Re: Weird syntax. What does this goto statement do?
by ikegami (Patriarch) on Jan 03, 2024 at 18:55 UTC

    A simple state machine (with information missing):

    INITIAL_STATE SOME_STATE FINAL_STATE +-----+ +-----+ +-----+ start--->| |---+--->| |------->| |--->accept +-----+ | +-----+ +-----+ | | +-------+

    We can imagine a state machine as a bunch of gotos.

    INITIAL_STATE: { ... goto SOME_STATE; } SOME_STATE: { ... if ( ... ) { goto SOME_STATE; } else { goto FINAL_STATE; } } FINAL_STATE: { ... }
    We could replace those gotos with sub calls.
    sub initial_state { ... return some_state(); } sub some_state { ... if ( ... ) { return some_state(); } else { return final_state() } } sub final_state { ... return; } initial_state();

    The stack will keep growing and growing unless we perform tail call elimination, which can be done using goto &SUB

    sub initial_state { ... goto &some_state; } sub some_state { ... if ( ... ) { goto &some_state; } else { goto &final_state; } } sub final_state { ... return; } initial_state();

    This is the approach used by the code in question. goto &sub is slow, though. (Slower than a sub call.) I think we could use a loop to speed things up.

    sub initial_state { ... return \&some_state; } sub some_state { ... if ( ... ) { return \&some_state; } else { return \&final_state; } } sub final_state { ... return undef; } my $state = \&initial_state; while ( $state ) { $state = $state->(); }

    The code in question appears to have some code place to support this. It "returns" the new handler sub (by assigning it to $_[0]->{state}), but it never ends up using it.

      I think tail call elimination aka optimization is wrong here , because it's not optimized in Perl (you noted it's slow)

      One can call it tail-call (without elimination)

      TCE in languages like LISP optimize calls to jumped and can replace the necessity for loop constructs.

      > by assigning it to $_[0]->{state}), but it never ends up using it.

      It does, but only once as Boolean test.

      > goto &sub is slower

      Really? I expected the same...

      But I kind of remember that the implementation is awkwardly cleaning the frame right after it was created...

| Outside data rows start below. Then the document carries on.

//! # Validation Module
//!
//! Input rules checked before anything is allocated or written.
//!
//! ## Validation Layers
//! ```text
//! ┌─────────────────────────────────────────────────────────────────────────┐
//! │  Layer 1: Terminal input (amount keypad, side buttons, config file)    │
//! │           │                                                             │
//! │           ▼                                                             │
//! │  Layer 2: THIS MODULE: business rule validation                        │
//! │           │                                                             │
//! │           ▼                                                             │
//! │  Layer 3: SQLite CHECK constraints (pools ≥ 0, amount > 0, bps range)  │
//! └─────────────────────────────────────────────────────────────────────────┘
//! ```

use crate::error::ValidationError;
use crate::money::Money;

/// Result type for validation operations.
pub type ValidationResult<T> = Result<T, ValidationError>;

/// Largest single stake a terminal accepts (P1,000,000).
pub const MAX_STAKE: Money = Money::from_pesos(1_000_000);

/// Real-world UTC offsets run from -12:00 to +14:00.
const MIN_OFFSET_MINUTES: i32 = -12 * 60;
const MAX_OFFSET_MINUTES: i32 = 14 * 60;

/// Validates a wager stake.
///
/// ## Example
/// ```rust
/// use ringside_core::money::Money;
/// use ringside_core::validation::validate_stake;
///
/// assert!(validate_stake(Money::from_pesos(500)).is_ok());
/// assert!(validate_stake(Money::zero()).is_err());
/// ```
pub fn validate_stake(amount: Money) -> ValidationResult<()> {
    if !amount.is_positive() {
        return Err(ValidationError::MustBePositive {
            field: "amount".to_string(),
        });
    }
    if amount > MAX_STAKE {
        return Err(ValidationError::OutOfRange {
            field: "amount".to_string(),
            min: 1,
            max: MAX_STAKE.centavos(),
        });
    }
    Ok(())
}

/// Validates an identifier that ends up in a receipt payload or a
/// partition name: non-empty, at most 64 characters, no `,` or `=`.
pub fn validate_identifier(field: &str, value: &str) -> ValidationResult<()> {
    if value.trim().is_empty() {
        return Err(ValidationError::Required {
            field: field.to_string(),
        });
    }
    if value.len() > 64 {
        return Err(ValidationError::TooLong {
            field: field.to_string(),
            max: 64,
        });
    }
    if value.contains([',', '=']) || value.chars().any(char::is_whitespace) {
        return Err(ValidationError::InvalidFormat {
            field: field.to_string(),
            reason: "must not contain whitespace, ',' or '='".to_string(),
        });
    }
    Ok(())
}

/// Validates a display name printed on receipts.
pub fn validate_display_name(name: &str) -> ValidationResult<()> {
    let name = name.trim();
    if name.is_empty() {
        return Err(ValidationError::Required {
            field: "teller_name".to_string(),
        });
    }
    if name.len() > 100 {
        return Err(ValidationError::TooLong {
            field: "teller_name".to_string(),
            max: 100,
        });
    }
    Ok(())
}

/// Commission must be a finite fraction in `[0, 1]`.
pub fn validate_commission_fraction(fraction: f64) -> ValidationResult<()> {
    if !fraction.is_finite() || !(0.0..=1.0).contains(&fraction) {
        return Err(ValidationError::OutOfRange {
            field: "commission".to_string(),
            min: 0,
            max: 1,
        });
    }
    Ok(())
}

pub fn validate_utc_offset(minutes: i32) -> ValidationResult<()> {
    if !(MIN_OFFSET_MINUTES..=MAX_OFFSET_MINUTES).contains(&minutes) {
        return Err(ValidationError::OutOfRange {
            field: "utc_offset_minutes".to_string(),
            min: MIN_OFFSET_MINUTES as i64,
            max: MAX_OFFSET_MINUTES as i64,
        });
    }
    Ok(())
}

// =============================================================================
// Unit Tests
// =============================================================================

#[cfg(test)]
mod tests {
    use super::*;

    #[test]
    fn test_stake_bounds() {
        assert!(validate_stake(Money::from_centavos(1)).is_ok());
        assert!(validate_stake(MAX_STAKE).is_ok());
        assert!(validate_stake(MAX_STAKE + Money::from_centavos(1)).is_err());
        assert!(validate_stake(Money::from_pesos(-5)).is_err());
    }

    #[test]
    fn test_identifier_rules() {
        assert!(validate_identifier("teller_id", "teller-9").is_ok());
        assert!(validate_identifier("teller_id", "").is_err());
        assert!(validate_identifier("teller_id", "a,b").is_err());
        assert!(validate_identifier("teller_id", "a=b").is_err());
        assert!(validate_identifier("teller_id", "a b").is_err());
        assert!(validate_identifier("teller_id", &"x".repeat(65)).is_err());
    }

    #[test]
    fn test_display_name() {
        assert!(validate_display_name("Ana Reyes").is_ok());
        assert!(validate_display_name("   ").is_err());
    }

    #[test]
    fn test_utc_offset_range() {
        assert!(validate_utc_offset(480).is_ok());
        assert!(validate_utc_offset(-720).is_ok());
        assert!(validate_utc_offset(14 * 60 + 1).is_err());
    }
}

      > I think we could use a loop

      I had a similar idea, but I would return names not references, and store current-state inside the loop. This would improve readability a lot and allow to easily trace/log the execution.

      Will add tested code tomorrow

        ... To be continued ...

      update
      use v5.14; use warnings; my ($state,$last); sub initial_state { say "*** Initializing"; return "some_state"; } sub some_state { my $in = shift; if ( not $in ) { return "some_state"; } else { return "final_state"; } } sub final_state { say "*** Finalizing"; return undef; } $state = "initial_state"; my @input = (0,0,0,1); my $log = 1; while ( $state ) { $last = $state; my $in = shift @input; no strict 'refs'; $state = $state->($in); say "$last \t--($in)-> \t$state" if $log && $state; }
      -->
      *** Initializing initial_state --(0)-> some_state some_state --(0)-> some_state some_state --(0)-> some_state some_state --(1)-> final_state *** Finalizing

      Cheers Rolf
      (addicted to the Perl Programming Language :)
      see Wikisyntax for the Monastery

        I think tail call elimination aka optimization is wrong here , because it's not optimized in Perl (you noted it's slow)

        A slow tail call elimination is still a tail call elimination. While it may be used as a speed optimization in other languages, it has another benefit: Not generating a new stack frame. This optimization of memory usage could even be considered the main reason for using it (allowing recursion to be used to create loops without extra memory usage). This is the reason for using tail call elimination that's relevant here, as I mentioned.

        I would return names not references

        Also called symbolic references. So yeah, that works. One doesn't even need to turn off strict if you call them as methods ($self->$method()). I was keeping size and complexity minimal.

        It does, but only once as Boolean test.

        ah, I missed that. Still, the gist of what I said is still accurate.